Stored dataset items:

================

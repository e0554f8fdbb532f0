//! 설정 관리 — chartcheck.toml 파싱 및 런타임 설정
//!
//! [`HarnessConfig`]는 모든 시나리오의 설정을 담는 최상위 구조체입니다.
//!
//! # 설정 로딩 우선순위
//! 1. CLI 인자 (최고 우선)
//! 2. 환경변수 (`CHARTCHECK_IMAGES_ENGINE=...` 형식)
//! 3. 설정 파일 (`chartcheck.toml`)
//! 4. 기본값 (`Default` 구현)
//!
//! # 사용 예시
//! ```no_run
//! # async fn example() -> Result<(), chartcheck_core::error::HarnessError> {
//! use chartcheck_core::config::HarnessConfig;
//!
//! // 파일에서 로드 + 환경변수 오버라이드
//! let config = HarnessConfig::load("chartcheck.toml").await?;
//!
//! // TOML 문자열에서 직접 파싱
//! let config = HarnessConfig::parse("[chart]\npath = \"./charts/anchore-engine\"")?;
//! # Ok(())
//! # }
//! ```

use std::path::Path;
use std::time::Duration;

use serde::{Deserialize, Serialize};
use tracing::{info, warn};

use crate::error::{ConfigError, HarnessError};

/// chartcheck 통합 설정
///
/// `chartcheck.toml` 파일의 최상위 구조를 나타냅니다.
#[derive(Debug, Clone, Default, Serialize, Deserialize)]
pub struct HarnessConfig {
    /// 일반 설정
    #[serde(default)]
    pub general: GeneralConfig,
    /// 테스트 대상 이미지
    #[serde(default)]
    pub images: ImageConfig,
    /// Helm 차트 설정
    #[serde(default)]
    pub chart: ChartConfig,
    /// 클러스터 접속 및 시크릿 설정
    #[serde(default)]
    pub cluster: ClusterConfig,
    /// 대기/재시도 설정
    #[serde(default)]
    pub wait: WaitConfig,
    /// anchore-cli 인증 설정
    #[serde(default)]
    pub cli: CliConfig,
    /// tox 테스트 스위트 설정
    #[serde(default)]
    pub suite: SuiteConfig,
    /// anchore-cli 드라이버 픽스처
    #[serde(default)]
    pub driver: DriverConfig,
}

impl HarnessConfig {
    /// TOML 파일에서 설정을 로드하고 환경변수 오버라이드를 적용합니다.
    pub async fn load(path: impl AsRef<Path>) -> Result<Self, HarnessError> {
        let mut config = Self::from_file(path).await?;
        config.apply_env_overrides();
        config.validate()?;
        Ok(config)
    }

    /// 설정 파일이 없으면 기본값에 환경변수 오버라이드만 적용합니다.
    pub async fn load_or_default(path: impl AsRef<Path>) -> Result<Self, HarnessError> {
        let path = path.as_ref();
        let mut config = match Self::from_file(path).await {
            Ok(config) => config,
            Err(HarnessError::Config(ConfigError::FileNotFound { .. })) => {
                info!(path = %path.display(), "config file not found, using defaults");
                Self::default()
            }
            Err(e) => return Err(e),
        };
        config.apply_env_overrides();
        config.validate()?;
        Ok(config)
    }

    /// TOML 파일에서 설정을 로드합니다 (환경변수 오버라이드 없음).
    pub async fn from_file(path: impl AsRef<Path>) -> Result<Self, HarnessError> {
        let path = path.as_ref();
        let content = tokio::fs::read_to_string(path).await.map_err(|e| {
            if e.kind() == std::io::ErrorKind::NotFound {
                HarnessError::Config(ConfigError::FileNotFound {
                    path: path.display().to_string(),
                })
            } else {
                HarnessError::Io(e)
            }
        })?;
        Self::parse(&content)
    }

    /// TOML 문자열에서 설정을 파싱합니다.
    pub fn parse(toml_str: &str) -> Result<Self, HarnessError> {
        toml::from_str(toml_str).map_err(|e| {
            HarnessError::Config(ConfigError::ParseFailed {
                reason: e.to_string(),
            })
        })
    }

    /// 환경변수로 설정값을 오버라이드합니다.
    ///
    /// 환경변수 네이밍 규칙: `CHARTCHECK_{SECTION}_{FIELD}`
    /// 예: `CHARTCHECK_CHART_PATH=./charts/anchore-engine`
    pub fn apply_env_overrides(&mut self) {
        // General
        override_string(&mut self.general.log_level, "CHARTCHECK_GENERAL_LOG_LEVEL");
        override_string(&mut self.general.log_format, "CHARTCHECK_GENERAL_LOG_FORMAT");
        override_string(
            &mut self.general.artifacts_dir,
            "CHARTCHECK_GENERAL_ARTIFACTS_DIR",
        );

        // Images
        override_string(&mut self.images.engine, "CHARTCHECK_IMAGES_ENGINE");
        override_string(&mut self.images.enterprise, "CHARTCHECK_IMAGES_ENTERPRISE");
        override_string(&mut self.images.ui, "CHARTCHECK_IMAGES_UI");
        override_string(&mut self.images.pull_policy, "CHARTCHECK_IMAGES_PULL_POLICY");

        // Chart
        override_string(&mut self.chart.path, "CHARTCHECK_CHART_PATH");
        override_bool(&mut self.chart.persist, "CHARTCHECK_CHART_PERSIST");

        // Cluster
        override_opt_string(
            &mut self.cluster.kube_context,
            "CHARTCHECK_CLUSTER_KUBE_CONTEXT",
        );
        override_opt_string(&mut self.cluster.kubeconfig, "CHARTCHECK_CLUSTER_KUBECONFIG");
        override_string(
            &mut self.cluster.source_namespace,
            "CHARTCHECK_CLUSTER_SOURCE_NAMESPACE",
        );
        override_string(&mut self.cluster.pull_secret, "CHARTCHECK_CLUSTER_PULL_SECRET");
        override_string(
            &mut self.cluster.license_secret,
            "CHARTCHECK_CLUSTER_LICENSE_SECRET",
        );

        // Wait
        override_u32(&mut self.wait.service_retries, "CHARTCHECK_WAIT_SERVICE_RETRIES");
        override_u32(&mut self.wait.pod_retries, "CHARTCHECK_WAIT_POD_RETRIES");
        override_u64(&mut self.wait.sleep_secs, "CHARTCHECK_WAIT_SLEEP_SECS");
        override_u64(
            &mut self.wait.tunnel_timeout_secs,
            "CHARTCHECK_WAIT_TUNNEL_TIMEOUT_SECS",
        );
        override_bool(
            &mut self.wait.check_component_health,
            "CHARTCHECK_WAIT_CHECK_COMPONENT_HEALTH",
        );

        // CLI
        override_string(&mut self.cli.user, "CHARTCHECK_CLI_USER");
        override_string(&mut self.cli.password, "CHARTCHECK_CLI_PASSWORD");
        override_csv(&mut self.cli.exec_prefix, "CHARTCHECK_CLI_EXEC_PREFIX");

        // Suite
        override_bool(&mut self.suite.short, "CHARTCHECK_SUITE_SHORT");
        override_bool(
            &mut self.suite.system_status,
            "CHARTCHECK_SUITE_SYSTEM_STATUS",
        );

        // Driver
        override_csv(&mut self.driver.test_images, "CHARTCHECK_DRIVER_TEST_IMAGES");
    }

    /// 설정값의 유효성을 검증합니다.
    pub fn validate(&self) -> Result<(), HarnessError> {
        let valid_levels = ["trace", "debug", "info", "warn", "error"];
        if !valid_levels.contains(&self.general.log_level.as_str()) {
            return Err(ConfigError::InvalidValue {
                field: "general.log_level".to_owned(),
                reason: format!("must be one of: {}", valid_levels.join(", ")),
            }
            .into());
        }

        let valid_formats = ["json", "pretty"];
        if !valid_formats.contains(&self.general.log_format.as_str()) {
            return Err(ConfigError::InvalidValue {
                field: "general.log_format".to_owned(),
                reason: format!("must be one of: {}", valid_formats.join(", ")),
            }
            .into());
        }

        for (field, value) in [
            ("images.engine", &self.images.engine),
            ("images.enterprise", &self.images.enterprise),
            ("images.ui", &self.images.ui),
            ("chart.path", &self.chart.path),
            ("cluster.source_namespace", &self.cluster.source_namespace),
        ] {
            if value.trim().is_empty() {
                return Err(ConfigError::InvalidValue {
                    field: field.to_owned(),
                    reason: "must not be empty".to_owned(),
                }
                .into());
            }
        }

        let valid_policies = ["Always", "IfNotPresent", "Never"];
        if !valid_policies.contains(&self.images.pull_policy.as_str()) {
            return Err(ConfigError::InvalidValue {
                field: "images.pull_policy".to_owned(),
                reason: format!("must be one of: {}", valid_policies.join(", ")),
            }
            .into());
        }

        for (field, value) in [
            ("wait.service_retries", self.wait.service_retries),
            ("wait.pod_retries", self.wait.pod_retries),
        ] {
            if value == 0 {
                return Err(ConfigError::InvalidValue {
                    field: field.to_owned(),
                    reason: "must be greater than 0".to_owned(),
                }
                .into());
            }
        }

        if self.wait.sleep_secs == 0 || self.wait.sleep_secs > MAX_SLEEP_SECS {
            return Err(ConfigError::InvalidValue {
                field: "wait.sleep_secs".to_owned(),
                reason: format!("must be 1-{MAX_SLEEP_SECS}"),
            }
            .into());
        }

        if self.wait.tunnel_timeout_secs == 0 {
            return Err(ConfigError::InvalidValue {
                field: "wait.tunnel_timeout_secs".to_owned(),
                reason: "must be greater than 0".to_owned(),
            }
            .into());
        }

        Ok(())
    }
}

/// 재시도 간격 상한 (초)
const MAX_SLEEP_SECS: u64 = 600;

/// 일반 설정
#[derive(Debug, Clone, Serialize, Deserialize)]
#[serde(default)]
pub struct GeneralConfig {
    /// 로그 레벨 (trace, debug, info, warn, error)
    pub log_level: String,
    /// 로그 형식 (json, pretty)
    pub log_format: String,
    /// tox 로그 등 산출물 디렉토리
    pub artifacts_dir: String,
}

impl Default for GeneralConfig {
    fn default() -> Self {
        Self {
            log_level: "info".to_owned(),
            log_format: "pretty".to_owned(),
            artifacts_dir: ".".to_owned(),
        }
    }
}

/// 테스트 대상 컨테이너 이미지
#[derive(Debug, Clone, Serialize, Deserialize)]
#[serde(default)]
pub struct ImageConfig {
    /// Anchore Engine 이미지
    pub engine: String,
    /// Anchore Enterprise 이미지
    pub enterprise: String,
    /// Enterprise UI 이미지
    pub ui: String,
    /// 이미지 pull 정책
    pub pull_policy: String,
}

impl Default for ImageConfig {
    fn default() -> Self {
        Self {
            engine: "docker.io/anchore/anchore-engine:latest".to_owned(),
            enterprise: "docker.io/anchore/enterprise:latest".to_owned(),
            ui: "docker.io/anchore/enterprise-ui:latest".to_owned(),
            pull_policy: "Always".to_owned(),
        }
    }
}

/// Helm 차트 설정
#[derive(Debug, Clone, Serialize, Deserialize)]
#[serde(default)]
pub struct ChartConfig {
    /// 차트 경로 또는 저장소 차트 이름
    pub path: String,
    /// true면 테스트 후 네임스페이스와 릴리스를 남겨둠
    pub persist: bool,
}

impl Default for ChartConfig {
    fn default() -> Self {
        Self {
            path: "stable/anchore-engine".to_owned(),
            persist: false,
        }
    }
}

/// 클러스터 접속 및 시크릿 설정
#[derive(Debug, Clone, Serialize, Deserialize)]
#[serde(default)]
pub struct ClusterConfig {
    /// kubectl/helm 컨텍스트 (없으면 현재 컨텍스트)
    pub kube_context: Option<String>,
    /// kubeconfig 경로 (없으면 기본 경로)
    pub kubeconfig: Option<String>,
    /// 시크릿을 복사해 올 네임스페이스
    pub source_namespace: String,
    /// 이미지 pull 시크릿 이름
    pub pull_secret: String,
    /// Enterprise 라이선스 시크릿 이름
    pub license_secret: String,
}

impl Default for ClusterConfig {
    fn default() -> Self {
        Self {
            kube_context: None,
            kubeconfig: None,
            source_namespace: "default".to_owned(),
            pull_secret: "anchore-enterprise-pullcreds".to_owned(),
            license_secret: "anchore-enterprise-license".to_owned(),
        }
    }
}

/// 대기/재시도 설정
#[derive(Debug, Clone, Serialize, Deserialize)]
#[serde(default)]
pub struct WaitConfig {
    /// 서비스/HTTP 프로브 재시도 횟수
    pub service_retries: u32,
    /// 파드 준비 대기 재시도 횟수
    pub pod_retries: u32,
    /// 재시도 간격 (초)
    pub sleep_secs: u64,
    /// port-forward 준비 대기 시간 (초)
    pub tunnel_timeout_secs: u64,
    /// API 외 컴포넌트의 /health 엔드포인트도 검사할지 여부
    pub check_component_health: bool,
}

impl WaitConfig {
    /// 재시도 간격을 `Duration`으로 반환합니다.
    pub fn sleep(&self) -> Duration {
        Duration::from_secs(self.sleep_secs)
    }

    /// port-forward 대기 시간을 `Duration`으로 반환합니다.
    pub fn tunnel_timeout(&self) -> Duration {
        Duration::from_secs(self.tunnel_timeout_secs)
    }
}

impl Default for WaitConfig {
    fn default() -> Self {
        Self {
            service_retries: 60,
            pod_retries: 30,
            sleep_secs: 10,
            tunnel_timeout_secs: 30,
            check_component_health: false,
        }
    }
}

/// anchore-cli 인증 설정
#[derive(Debug, Clone, Serialize, Deserialize)]
#[serde(default)]
pub struct CliConfig {
    /// 관리자 계정
    pub user: String,
    /// 관리자 비밀번호
    pub password: String,
    /// anchore-cli 앞에 붙일 argv (예: `kubectl exec anchore-cli --`)
    pub exec_prefix: Vec<String>,
}

impl Default for CliConfig {
    fn default() -> Self {
        Self {
            user: "admin".to_owned(),
            password: "foobar".to_owned(),
            exec_prefix: Vec::new(),
        }
    }
}

/// tox 테스트 스위트 설정
#[derive(Debug, Clone, Serialize, Deserialize)]
#[serde(default)]
pub struct SuiteConfig {
    /// true면 tox 스위트를 건너뜀
    pub short: bool,
    /// anchore-cli system status 검사 여부
    pub system_status: bool,
    /// tox 인자
    pub tox_args: Vec<String>,
}

impl Default for SuiteConfig {
    fn default() -> Self {
        Self {
            short: false,
            system_status: true,
            tox_args: vec!["--".to_owned(), "-s".to_owned(), ".".to_owned()],
        }
    }
}

/// anchore-cli 드라이버 픽스처
#[derive(Debug, Clone, Serialize, Deserialize)]
#[serde(default)]
pub struct DriverConfig {
    /// 분석 대상 이미지
    pub test_images: Vec<String>,
    /// `image metadata`가 반환해야 하는 타입
    pub metadata_types: Vec<String>,
    /// `image vuln`으로 조회할 타입
    pub vulnerability_types: Vec<String>,
}

impl Default for DriverConfig {
    fn default() -> Self {
        Self {
            test_images: [
                "docker.io/alpine:latest",
                "docker.io/amazonlinux:latest",
                "docker.io/debian:10",
                "docker.io/nginx:latest",
                "docker.io/ubuntu:latest",
            ]
            .into_iter()
            .map(str::to_owned)
            .collect(),
            metadata_types: ["manifest", "docker_history", "dockerfile"]
                .into_iter()
                .map(str::to_owned)
                .collect(),
            vulnerability_types: ["os", "non-os", "all"]
                .into_iter()
                .map(str::to_owned)
                .collect(),
        }
    }
}

// --- 환경변수 오버라이드 헬퍼 ---

fn override_string(target: &mut String, env_key: &str) {
    if let Ok(val) = std::env::var(env_key) {
        *target = val;
    }
}

fn override_opt_string(target: &mut Option<String>, env_key: &str) {
    if let Ok(val) = std::env::var(env_key) {
        *target = if val.is_empty() { None } else { Some(val) };
    }
}

fn override_bool(target: &mut bool, env_key: &str) {
    if let Ok(val) = std::env::var(env_key) {
        match val.parse::<bool>() {
            Ok(parsed) => *target = parsed,
            Err(_) => warn!(
                env_key,
                value = val.as_str(),
                "failed to parse bool from env var, ignoring"
            ),
        }
    }
}

fn override_u32(target: &mut u32, env_key: &str) {
    if let Ok(val) = std::env::var(env_key) {
        match val.parse::<u32>() {
            Ok(parsed) => *target = parsed,
            Err(_) => warn!(
                env_key,
                value = val.as_str(),
                "failed to parse u32 from env var, ignoring"
            ),
        }
    }
}

fn override_u64(target: &mut u64, env_key: &str) {
    if let Ok(val) = std::env::var(env_key) {
        match val.parse::<u64>() {
            Ok(parsed) => *target = parsed,
            Err(_) => warn!(
                env_key,
                value = val.as_str(),
                "failed to parse u64 from env var, ignoring"
            ),
        }
    }
}

fn override_csv(target: &mut Vec<String>, env_key: &str) {
    if let Ok(val) = std::env::var(env_key) {
        *target = val
            .split(',')
            .map(|s| s.trim().to_owned())
            .filter(|s| !s.is_empty())
            .collect();
    }
}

================

→ Work task
Check each line of the records for the word "HarnessConfig" and extract those that contain it.

→ Result for this exercise
//! [`HarnessConfig`]는 모든 시나리오의 설정을 담는 최상위 구조체입니다.
//! use chartcheck_core::config::HarnessConfig;
//! let config = HarnessConfig::load("chartcheck.toml").await?;
//! let config = HarnessConfig::parse("[chart]\npath = \"./charts/anchore-engine\"")?;
pub struct HarnessConfig {
impl HarnessConfig {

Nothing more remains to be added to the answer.